TASK GOAL
Look through the lines below and extract any with the word "struct".

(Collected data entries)
=-=-=
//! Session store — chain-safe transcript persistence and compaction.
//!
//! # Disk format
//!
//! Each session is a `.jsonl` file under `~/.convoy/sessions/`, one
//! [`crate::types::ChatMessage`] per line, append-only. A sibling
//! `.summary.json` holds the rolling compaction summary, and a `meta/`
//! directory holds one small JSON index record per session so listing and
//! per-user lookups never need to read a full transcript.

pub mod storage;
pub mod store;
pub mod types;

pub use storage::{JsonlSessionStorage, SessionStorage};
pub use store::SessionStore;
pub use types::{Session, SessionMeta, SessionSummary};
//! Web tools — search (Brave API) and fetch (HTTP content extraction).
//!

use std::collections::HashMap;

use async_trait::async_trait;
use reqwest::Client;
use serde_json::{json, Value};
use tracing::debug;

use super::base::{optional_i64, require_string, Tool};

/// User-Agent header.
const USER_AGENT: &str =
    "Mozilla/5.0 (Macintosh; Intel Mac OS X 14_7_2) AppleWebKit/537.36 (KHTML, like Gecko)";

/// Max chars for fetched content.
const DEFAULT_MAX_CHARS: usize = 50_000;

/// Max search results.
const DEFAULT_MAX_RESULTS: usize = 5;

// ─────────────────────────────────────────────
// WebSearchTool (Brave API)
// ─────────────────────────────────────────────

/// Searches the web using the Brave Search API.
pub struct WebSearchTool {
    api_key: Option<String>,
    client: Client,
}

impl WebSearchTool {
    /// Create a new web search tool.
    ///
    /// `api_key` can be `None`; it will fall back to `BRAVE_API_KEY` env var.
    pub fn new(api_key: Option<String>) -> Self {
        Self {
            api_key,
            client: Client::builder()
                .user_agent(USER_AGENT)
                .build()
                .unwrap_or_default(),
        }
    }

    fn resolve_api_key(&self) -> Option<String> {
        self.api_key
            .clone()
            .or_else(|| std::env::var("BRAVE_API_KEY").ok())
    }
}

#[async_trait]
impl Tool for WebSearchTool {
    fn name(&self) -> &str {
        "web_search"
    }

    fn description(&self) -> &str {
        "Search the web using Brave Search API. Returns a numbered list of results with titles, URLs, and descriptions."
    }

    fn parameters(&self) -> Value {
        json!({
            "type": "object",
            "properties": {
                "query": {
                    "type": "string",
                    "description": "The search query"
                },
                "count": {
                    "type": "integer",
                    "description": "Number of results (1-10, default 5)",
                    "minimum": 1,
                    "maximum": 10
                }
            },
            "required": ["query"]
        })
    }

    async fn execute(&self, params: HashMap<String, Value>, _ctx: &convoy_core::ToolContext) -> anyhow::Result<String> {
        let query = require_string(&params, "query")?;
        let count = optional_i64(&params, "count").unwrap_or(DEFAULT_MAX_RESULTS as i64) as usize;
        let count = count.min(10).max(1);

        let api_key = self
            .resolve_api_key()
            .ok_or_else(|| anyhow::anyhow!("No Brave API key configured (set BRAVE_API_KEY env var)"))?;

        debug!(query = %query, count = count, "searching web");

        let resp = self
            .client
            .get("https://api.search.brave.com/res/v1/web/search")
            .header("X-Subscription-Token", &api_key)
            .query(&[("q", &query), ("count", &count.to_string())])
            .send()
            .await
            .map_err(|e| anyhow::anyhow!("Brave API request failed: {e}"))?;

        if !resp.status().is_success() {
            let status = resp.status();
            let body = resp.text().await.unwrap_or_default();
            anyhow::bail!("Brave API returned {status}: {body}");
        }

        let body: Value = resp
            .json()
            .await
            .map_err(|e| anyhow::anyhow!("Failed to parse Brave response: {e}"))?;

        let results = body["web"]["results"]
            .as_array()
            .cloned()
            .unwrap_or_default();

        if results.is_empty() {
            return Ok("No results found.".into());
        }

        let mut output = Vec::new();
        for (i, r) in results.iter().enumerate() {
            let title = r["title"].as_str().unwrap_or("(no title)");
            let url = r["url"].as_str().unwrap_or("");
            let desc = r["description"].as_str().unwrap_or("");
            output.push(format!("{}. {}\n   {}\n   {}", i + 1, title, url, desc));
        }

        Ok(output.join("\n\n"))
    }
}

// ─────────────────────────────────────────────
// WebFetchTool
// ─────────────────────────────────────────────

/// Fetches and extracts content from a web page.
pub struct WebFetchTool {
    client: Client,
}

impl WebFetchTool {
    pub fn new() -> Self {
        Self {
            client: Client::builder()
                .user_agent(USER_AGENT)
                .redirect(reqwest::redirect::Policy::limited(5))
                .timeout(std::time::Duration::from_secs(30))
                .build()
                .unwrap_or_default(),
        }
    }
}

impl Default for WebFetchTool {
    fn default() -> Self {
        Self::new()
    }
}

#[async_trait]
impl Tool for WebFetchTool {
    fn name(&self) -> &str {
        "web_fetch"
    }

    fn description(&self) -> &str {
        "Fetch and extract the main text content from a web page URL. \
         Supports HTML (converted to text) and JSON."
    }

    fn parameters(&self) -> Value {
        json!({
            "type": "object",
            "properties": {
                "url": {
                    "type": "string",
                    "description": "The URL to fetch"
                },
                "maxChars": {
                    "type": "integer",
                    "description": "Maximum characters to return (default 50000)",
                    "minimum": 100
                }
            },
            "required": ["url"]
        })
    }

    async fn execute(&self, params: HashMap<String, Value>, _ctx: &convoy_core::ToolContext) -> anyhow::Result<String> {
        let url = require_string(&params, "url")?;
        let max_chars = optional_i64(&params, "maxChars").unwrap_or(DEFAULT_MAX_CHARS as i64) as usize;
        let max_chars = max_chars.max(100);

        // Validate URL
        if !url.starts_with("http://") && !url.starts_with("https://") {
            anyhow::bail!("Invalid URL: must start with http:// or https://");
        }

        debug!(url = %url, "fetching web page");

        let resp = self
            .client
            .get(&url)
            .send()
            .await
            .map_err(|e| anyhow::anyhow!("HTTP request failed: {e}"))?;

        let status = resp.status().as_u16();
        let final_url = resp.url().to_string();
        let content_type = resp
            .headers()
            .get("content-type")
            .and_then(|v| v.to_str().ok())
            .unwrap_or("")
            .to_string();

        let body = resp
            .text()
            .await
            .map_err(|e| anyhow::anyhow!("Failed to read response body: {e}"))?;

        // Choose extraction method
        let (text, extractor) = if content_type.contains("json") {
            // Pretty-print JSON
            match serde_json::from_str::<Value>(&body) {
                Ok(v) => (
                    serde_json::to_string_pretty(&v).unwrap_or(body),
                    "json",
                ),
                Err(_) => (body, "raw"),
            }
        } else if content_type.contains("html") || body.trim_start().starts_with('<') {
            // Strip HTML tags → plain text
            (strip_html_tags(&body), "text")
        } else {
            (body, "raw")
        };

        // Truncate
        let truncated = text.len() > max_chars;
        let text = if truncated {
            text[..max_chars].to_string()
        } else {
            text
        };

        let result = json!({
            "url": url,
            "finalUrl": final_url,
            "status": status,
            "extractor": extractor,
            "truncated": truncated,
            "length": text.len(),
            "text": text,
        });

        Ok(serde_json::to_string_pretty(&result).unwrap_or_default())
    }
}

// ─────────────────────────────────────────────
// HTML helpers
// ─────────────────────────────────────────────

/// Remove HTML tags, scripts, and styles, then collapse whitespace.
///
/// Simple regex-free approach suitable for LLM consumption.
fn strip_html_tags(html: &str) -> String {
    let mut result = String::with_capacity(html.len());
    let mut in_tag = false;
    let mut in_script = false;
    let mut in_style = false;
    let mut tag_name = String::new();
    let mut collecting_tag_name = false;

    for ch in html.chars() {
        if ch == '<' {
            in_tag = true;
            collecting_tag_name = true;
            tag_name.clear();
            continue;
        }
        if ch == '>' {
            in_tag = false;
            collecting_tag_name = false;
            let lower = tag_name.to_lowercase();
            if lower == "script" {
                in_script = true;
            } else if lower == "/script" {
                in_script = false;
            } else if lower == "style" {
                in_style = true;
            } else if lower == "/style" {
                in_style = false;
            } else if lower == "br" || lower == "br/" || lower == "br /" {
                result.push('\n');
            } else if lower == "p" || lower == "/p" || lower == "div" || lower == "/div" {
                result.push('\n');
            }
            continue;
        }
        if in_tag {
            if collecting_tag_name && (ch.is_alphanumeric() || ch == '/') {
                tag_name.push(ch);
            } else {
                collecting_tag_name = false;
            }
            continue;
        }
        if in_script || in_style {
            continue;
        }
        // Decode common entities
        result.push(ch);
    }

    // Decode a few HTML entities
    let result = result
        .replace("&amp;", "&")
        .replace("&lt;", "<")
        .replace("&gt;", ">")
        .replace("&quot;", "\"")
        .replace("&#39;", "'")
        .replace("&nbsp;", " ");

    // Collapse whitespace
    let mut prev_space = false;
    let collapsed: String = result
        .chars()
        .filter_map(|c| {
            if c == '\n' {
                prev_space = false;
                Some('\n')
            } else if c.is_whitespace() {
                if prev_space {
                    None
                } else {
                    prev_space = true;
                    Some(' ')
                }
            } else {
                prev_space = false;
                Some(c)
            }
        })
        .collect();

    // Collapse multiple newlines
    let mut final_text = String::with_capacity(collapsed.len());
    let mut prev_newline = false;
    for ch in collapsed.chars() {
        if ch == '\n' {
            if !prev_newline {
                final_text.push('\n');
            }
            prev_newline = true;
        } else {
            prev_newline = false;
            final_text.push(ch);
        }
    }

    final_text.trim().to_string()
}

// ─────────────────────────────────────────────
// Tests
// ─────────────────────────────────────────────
=-=-=
REPLY
pub struct WebSearchTool {
pub struct WebFetchTool {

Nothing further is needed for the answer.